Patient experiences with interventions to reduce surgery cancellations: a qualitative study
1 Institute of Social Science, Sogn og Fjordane University College, Postbox 1336851 Sogndal, Norway
2 Department of Public Health and Primary Health Care, University of Bergen, Bergen, Norway
3 Department of Thoracic Medicine & Infectious Disease, Hillerød Hospital, Hillerød, Denmark
4 Department of Health Studies, Faculty of Social Sciences, University of Stavanger, Stavanger, Norway
5 Department of Radiology, Haukeland University Hospital, Bergen, Norway
6 Institute of Surgical Sciences, University of Bergen, Bergen, Norway
BMC Surgery 2013, 13:30 doi:10.1186/1471-2482-13-30Published: 8 August 2013
The cancellation of planned surgery harms patients, increases waiting times and wastes scarce health resources. Previous studies have evaluated interventions to reduce cancellations from medical and management perspectives; these have focused on cost, length of stay, improved efficiency, and reduced post-operative complications. In our case a hospital had experienced high cancellation rates and therefore redesigned their pathway for elective surgery to reduce cancelations. We studied how patients experienced interventions to reduce cancellations.
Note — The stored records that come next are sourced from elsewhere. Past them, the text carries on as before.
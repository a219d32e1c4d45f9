/// A trait for sources of uniformly random values.
///
/// Series code drawing is abstracted over this so tests can script the
/// random stream and force collisions deterministically.
pub trait RandSource<T> {
    /// Returns a uniformly random value.
    fn rand(&self) -> T;
}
We conducted a comparative, qualitative case study by interviewing 8 patients who had experienced the redesigned pathway, and 8 patients who had experienced the original pathway. We performed a content analysis of the interviews using a theory-based coding scheme. Through a process of coding and condensing, we identified themes of patient experience.
We identified three common themes summarizing patients’ positive experiences with the effects of the interventions: the importance of being involved in scheduling time for surgery, individualized preparation before the hospital admission, and relationships with few clinicians during their hospital stay.
Patients appreciated the effects of interventions to reduce cancellations, because they increased their autonomy. Unanticipated consequences were that the telephone reminder created a personalized dialogue and centralization of surgical preparation and discharge processes improved continuity of care. Thus apart from improving surgical logistics, the pathway became more patient-centered.